* [Goal of the exercise] Give back every record exactly as written.

━━━━━━━━

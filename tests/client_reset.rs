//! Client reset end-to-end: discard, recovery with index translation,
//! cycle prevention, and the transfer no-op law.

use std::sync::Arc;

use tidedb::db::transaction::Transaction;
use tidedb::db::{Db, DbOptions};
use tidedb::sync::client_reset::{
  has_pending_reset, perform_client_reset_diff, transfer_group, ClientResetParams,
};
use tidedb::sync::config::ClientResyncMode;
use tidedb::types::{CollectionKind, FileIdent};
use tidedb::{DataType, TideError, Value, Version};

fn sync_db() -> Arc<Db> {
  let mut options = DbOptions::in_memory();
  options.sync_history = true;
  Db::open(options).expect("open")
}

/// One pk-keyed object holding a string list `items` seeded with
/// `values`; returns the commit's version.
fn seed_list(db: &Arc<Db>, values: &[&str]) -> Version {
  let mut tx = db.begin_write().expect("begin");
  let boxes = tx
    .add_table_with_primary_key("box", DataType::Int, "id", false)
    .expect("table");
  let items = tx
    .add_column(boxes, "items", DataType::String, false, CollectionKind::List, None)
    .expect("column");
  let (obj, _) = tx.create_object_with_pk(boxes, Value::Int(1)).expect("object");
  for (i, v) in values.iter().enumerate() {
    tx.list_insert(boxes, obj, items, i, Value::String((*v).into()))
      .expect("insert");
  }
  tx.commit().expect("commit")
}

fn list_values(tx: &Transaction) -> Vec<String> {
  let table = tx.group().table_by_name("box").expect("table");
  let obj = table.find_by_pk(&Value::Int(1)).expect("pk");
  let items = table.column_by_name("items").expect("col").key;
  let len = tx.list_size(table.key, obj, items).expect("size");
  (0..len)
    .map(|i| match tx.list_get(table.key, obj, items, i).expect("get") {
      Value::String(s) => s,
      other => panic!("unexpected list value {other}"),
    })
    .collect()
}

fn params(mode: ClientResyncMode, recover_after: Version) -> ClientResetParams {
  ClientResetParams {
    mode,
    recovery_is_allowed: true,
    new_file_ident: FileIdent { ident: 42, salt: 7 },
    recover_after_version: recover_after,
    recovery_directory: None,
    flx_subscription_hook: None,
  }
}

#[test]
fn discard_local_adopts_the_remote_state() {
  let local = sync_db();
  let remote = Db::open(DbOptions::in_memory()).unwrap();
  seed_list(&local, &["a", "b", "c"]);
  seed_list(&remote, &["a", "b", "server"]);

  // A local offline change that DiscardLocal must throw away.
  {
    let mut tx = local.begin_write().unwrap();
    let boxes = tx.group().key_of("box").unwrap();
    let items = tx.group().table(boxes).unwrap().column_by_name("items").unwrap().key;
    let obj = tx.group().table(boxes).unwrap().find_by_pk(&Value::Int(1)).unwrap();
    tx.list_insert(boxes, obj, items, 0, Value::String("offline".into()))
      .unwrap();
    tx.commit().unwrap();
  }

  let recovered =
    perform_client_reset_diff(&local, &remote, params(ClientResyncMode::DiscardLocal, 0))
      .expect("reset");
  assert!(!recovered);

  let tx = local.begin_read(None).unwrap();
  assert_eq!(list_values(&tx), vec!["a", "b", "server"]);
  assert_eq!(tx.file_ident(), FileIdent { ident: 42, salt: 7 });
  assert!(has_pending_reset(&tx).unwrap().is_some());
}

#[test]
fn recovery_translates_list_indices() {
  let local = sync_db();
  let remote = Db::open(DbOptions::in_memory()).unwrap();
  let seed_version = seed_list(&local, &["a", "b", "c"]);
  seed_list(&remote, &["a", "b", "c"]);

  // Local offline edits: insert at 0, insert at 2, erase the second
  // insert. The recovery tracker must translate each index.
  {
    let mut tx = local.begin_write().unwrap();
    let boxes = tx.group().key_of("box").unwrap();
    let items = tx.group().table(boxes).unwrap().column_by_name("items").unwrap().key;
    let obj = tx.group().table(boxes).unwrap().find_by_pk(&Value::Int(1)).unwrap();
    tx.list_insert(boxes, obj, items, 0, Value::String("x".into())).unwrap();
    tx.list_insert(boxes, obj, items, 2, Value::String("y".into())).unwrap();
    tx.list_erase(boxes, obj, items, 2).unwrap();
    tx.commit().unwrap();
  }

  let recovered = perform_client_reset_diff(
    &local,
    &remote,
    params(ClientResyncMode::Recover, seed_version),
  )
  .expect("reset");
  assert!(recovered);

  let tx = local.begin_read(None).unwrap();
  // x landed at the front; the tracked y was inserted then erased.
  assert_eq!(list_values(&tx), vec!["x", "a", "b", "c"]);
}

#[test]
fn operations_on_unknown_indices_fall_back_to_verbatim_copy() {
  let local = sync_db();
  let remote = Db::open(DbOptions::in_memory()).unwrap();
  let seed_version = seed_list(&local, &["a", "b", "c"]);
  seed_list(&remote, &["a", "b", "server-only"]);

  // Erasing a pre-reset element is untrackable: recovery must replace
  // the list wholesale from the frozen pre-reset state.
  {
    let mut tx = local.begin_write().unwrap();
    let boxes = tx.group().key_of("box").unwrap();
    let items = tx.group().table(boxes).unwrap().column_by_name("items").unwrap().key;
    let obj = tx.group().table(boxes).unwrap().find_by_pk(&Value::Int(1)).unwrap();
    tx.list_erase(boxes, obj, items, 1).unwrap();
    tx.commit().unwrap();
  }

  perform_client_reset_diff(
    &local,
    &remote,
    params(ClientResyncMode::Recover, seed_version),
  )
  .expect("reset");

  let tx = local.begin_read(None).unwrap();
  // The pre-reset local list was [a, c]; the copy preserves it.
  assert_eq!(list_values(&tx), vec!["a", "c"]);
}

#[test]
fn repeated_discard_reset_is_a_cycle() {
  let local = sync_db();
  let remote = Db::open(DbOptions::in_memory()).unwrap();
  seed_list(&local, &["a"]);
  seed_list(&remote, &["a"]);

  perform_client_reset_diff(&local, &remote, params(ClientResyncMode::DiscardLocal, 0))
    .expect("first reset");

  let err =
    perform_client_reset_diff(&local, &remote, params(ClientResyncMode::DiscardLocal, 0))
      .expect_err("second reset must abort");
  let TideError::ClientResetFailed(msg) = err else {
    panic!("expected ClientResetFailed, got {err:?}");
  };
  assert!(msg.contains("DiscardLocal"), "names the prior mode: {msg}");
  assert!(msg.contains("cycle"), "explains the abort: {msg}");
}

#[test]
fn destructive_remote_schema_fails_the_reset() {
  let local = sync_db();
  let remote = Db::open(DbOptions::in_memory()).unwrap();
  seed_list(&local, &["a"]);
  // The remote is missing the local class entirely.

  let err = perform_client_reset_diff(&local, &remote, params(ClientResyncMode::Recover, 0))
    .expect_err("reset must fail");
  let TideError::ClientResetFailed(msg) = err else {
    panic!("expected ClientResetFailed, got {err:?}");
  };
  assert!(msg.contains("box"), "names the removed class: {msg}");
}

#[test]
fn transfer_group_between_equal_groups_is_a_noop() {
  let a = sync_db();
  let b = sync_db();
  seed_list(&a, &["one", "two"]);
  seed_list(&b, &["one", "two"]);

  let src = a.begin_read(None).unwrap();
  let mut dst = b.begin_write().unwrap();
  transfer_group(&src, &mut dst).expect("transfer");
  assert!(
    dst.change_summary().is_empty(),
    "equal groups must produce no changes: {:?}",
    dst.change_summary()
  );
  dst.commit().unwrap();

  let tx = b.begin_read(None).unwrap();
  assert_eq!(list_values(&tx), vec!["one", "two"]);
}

━━━━━━━━

* [Exercise output]
filename tests/client_reset.rs
//! Client reset end-to-end: discard, recovery with index translation,
//! cycle prevention, and the transfer no-op law.

use std::sync::Arc;

use tidedb::db::transaction::Transaction;
use tidedb::db::{Db, DbOptions};
use tidedb::sync::client_reset::{
  has_pending_reset, perform_client_reset_diff, transfer_group, ClientResetParams,
};
use tidedb::sync::config::ClientResyncMode;
use tidedb::types::{CollectionKind, FileIdent};
use tidedb::{DataType, TideError, Value, Version};

fn sync_db() -> Arc<Db> {
  let mut options = DbOptions::in_memory();
  options.sync_history = true;
  Db::open(options).expect("open")
}

/// One pk-keyed object holding a string list `items` seeded with
/// `values`; returns the commit's version.
fn seed_list(db: &Arc<Db>, values: &[&str]) -> Version {
  let mut tx = db.begin_write().expect("begin");
  let boxes = tx
    .add_table_with_primary_key("box", DataType::Int, "id", false)
    .expect("table");
  let items = tx
    .add_column(boxes, "items", DataType::String, false, CollectionKind::List, None)
    .expect("column");
  let (obj, _) = tx.create_object_with_pk(boxes, Value::Int(1)).expect("object");
  for (i, v) in values.iter().enumerate() {
    tx.list_insert(boxes, obj, items, i, Value::String((*v).into()))
      .expect("insert");
  }
  tx.commit().expect("commit")
}

fn list_values(tx: &Transaction) -> Vec<String> {
  let table = tx.group().table_by_name("box").expect("table");
  let obj = table.find_by_pk(&Value::Int(1)).expect("pk");
  let items = table.column_by_name("items").expect("col").key;
  let len = tx.list_size(table.key, obj, items).expect("size");
  (0..len)
    .map(|i| match tx.list_get(table.key, obj, items, i).expect("get") {
      Value::String(s) => s,
      other => panic!("unexpected list value {other}"),
    })
    .collect()
}

fn params(mode: ClientResyncMode, recover_after: Version) -> ClientResetParams {
  ClientResetParams {
    mode,
    recovery_is_allowed: true,
    new_file_ident: FileIdent { ident: 42, salt: 7 },
    recover_after_version: recover_after,
    recovery_directory: None,
    flx_subscription_hook: None,
  }
}

#[test]
fn discard_local_adopts_the_remote_state() {
  let local = sync_db();
  let remote = Db::open(DbOptions::in_memory()).unwrap();
  seed_list(&local, &["a", "b", "c"]);
  seed_list(&remote, &["a", "b", "server"]);

  // A local offline change that DiscardLocal must throw away.
  {
    let mut tx = local.begin_write().unwrap();
    let boxes = tx.group().key_of("box").unwrap();
    let items = tx.group().table(boxes).unwrap().column_by_name("items").unwrap().key;
    let obj = tx.group().table(boxes).unwrap().find_by_pk(&Value::Int(1)).unwrap();
    tx.list_insert(boxes, obj, items, 0, Value::String("offline".into()))
      .unwrap();
    tx.commit().unwrap();
  }

  let recovered =
    perform_client_reset_diff(&local, &remote, params(ClientResyncMode::DiscardLocal, 0))
      .expect("reset");
  assert!(!recovered);

  let tx = local.begin_read(None).unwrap();
  assert_eq!(list_values(&tx), vec!["a", "b", "server"]);
  assert_eq!(tx.file_ident(), FileIdent { ident: 42, salt: 7 });
  assert!(has_pending_reset(&tx).unwrap().is_some());
}

#[test]
fn recovery_translates_list_indices() {
  let local = sync_db();
  let remote = Db::open(DbOptions::in_memory()).unwrap();
  let seed_version = seed_list(&local, &["a", "b", "c"]);
  seed_list(&remote, &["a", "b", "c"]);

  // Local offline edits: insert at 0, insert at 2, erase the second
  // insert. The recovery tracker must translate each index.
  {
    let mut tx = local.begin_write().unwrap();
    let boxes = tx.group().key_of("box").unwrap();
    let items = tx.group().table(boxes).unwrap().column_by_name("items").unwrap().key;
    let obj = tx.group().table(boxes).unwrap().find_by_pk(&Value::Int(1)).unwrap();
    tx.list_insert(boxes, obj, items, 0, Value::String("x".into())).unwrap();
    tx.list_insert(boxes, obj, items, 2, Value::String("y".into())).unwrap();
    tx.list_erase(boxes, obj, items, 2).unwrap();
    tx.commit().unwrap();
  }

  let recovered = perform_client_reset_diff(
    &local,
    &remote,
    params(ClientResyncMode::Recover, seed_version),
  )
  .expect("reset");
  assert!(recovered);

  let tx = local.begin_read(None).unwrap();
  // x landed at the front; the tracked y was inserted then erased.
  assert_eq!(list_values(&tx), vec!["x", "a", "b", "c"]);
}

#[test]
fn operations_on_unknown_indices_fall_back_to_verbatim_copy() {
  let local = sync_db();
  let remote = Db::open(DbOptions::in_memory()).unwrap();
  let seed_version = seed_list(&local, &["a", "b", "c"]);
  seed_list(&remote, &["a", "b", "server-only"]);

  // Erasing a pre-reset element is untrackable: recovery must replace
  // the list wholesale from the frozen pre-reset state.
  {
    let mut tx = local.begin_write().unwrap();
    let boxes = tx.group().key_of("box").unwrap();
    let items = tx.group().table(boxes).unwrap().column_by_name("items").unwrap().key;
    let obj = tx.group().table(boxes).unwrap().find_by_pk(&Value::Int(1)).unwrap();
    tx.list_erase(boxes, obj, items, 1).unwrap();
    tx.commit().unwrap();
  }

  perform_client_reset_diff(
    &local,
    &remote,
    params(ClientResyncMode::Recover, seed_version),
  )
  .expect("reset");

  let tx = local.begin_read(None).unwrap();
  // The pre-reset local list was [a, c]; the copy preserves it.
  assert_eq!(list_values(&tx), vec!["a", "c"]);
}

#[test]
fn repeated_discard_reset_is_a_cycle() {
  let local = sync_db();
  let remote = Db::open(DbOptions::in_memory()).unwrap();
  seed_list(&local, &["a"]);
  seed_list(&remote, &["a"]);

  perform_client_reset_diff(&local, &remote, params(ClientResyncMode::DiscardLocal, 0))
    .expect("first reset");

  let err =
    perform_client_reset_diff(&local, &remote, params(ClientResyncMode::DiscardLocal, 0))
      .expect_err("second reset must abort");
  let TideError::ClientResetFailed(msg) = err else {
    panic!("expected ClientResetFailed, got {err:?}");
  };
  assert!(msg.contains("DiscardLocal"), "names the prior mode: {msg}");
  assert!(msg.contains("cycle"), "explains the abort: {msg}");
}

#[test]
fn destructive_remote_schema_fails_the_reset() {
  let local = sync_db();
  let remote = Db::open(DbOptions::in_memory()).unwrap();
  seed_list(&local, &["a"]);
  // The remote is missing the local class entirely.

  let err = perform_client_reset_diff(&local, &remote, params(ClientResyncMode::Recover, 0))
    .expect_err("reset must fail");
  let TideError::ClientResetFailed(msg) = err else {
    panic!("expected ClientResetFailed, got {err:?}");
  };
  assert!(msg.contains("box"), "names the removed class: {msg}");
}

#[test]
fn transfer_group_between_equal_groups_is_a_noop() {
  let a = sync_db();
  let b = sync_db();
  seed_list(&a, &["one", "two"]);
  seed_list(&b, &["one", "two"]);

  let src = a.begin_read(None).unwrap();
  let mut dst = b.begin_write().unwrap();
  transfer_group(&src, &mut dst).expect("transfer");
  assert!(
    dst.change_summary().is_empty(),
    "equal groups must produce no changes: {:?}",
    dst.change_summary()
  );
  dst.commit().unwrap();

  let tx = b.begin_read(None).unwrap();
  assert_eq!(list_values(&tx), vec!["one", "two"]);
}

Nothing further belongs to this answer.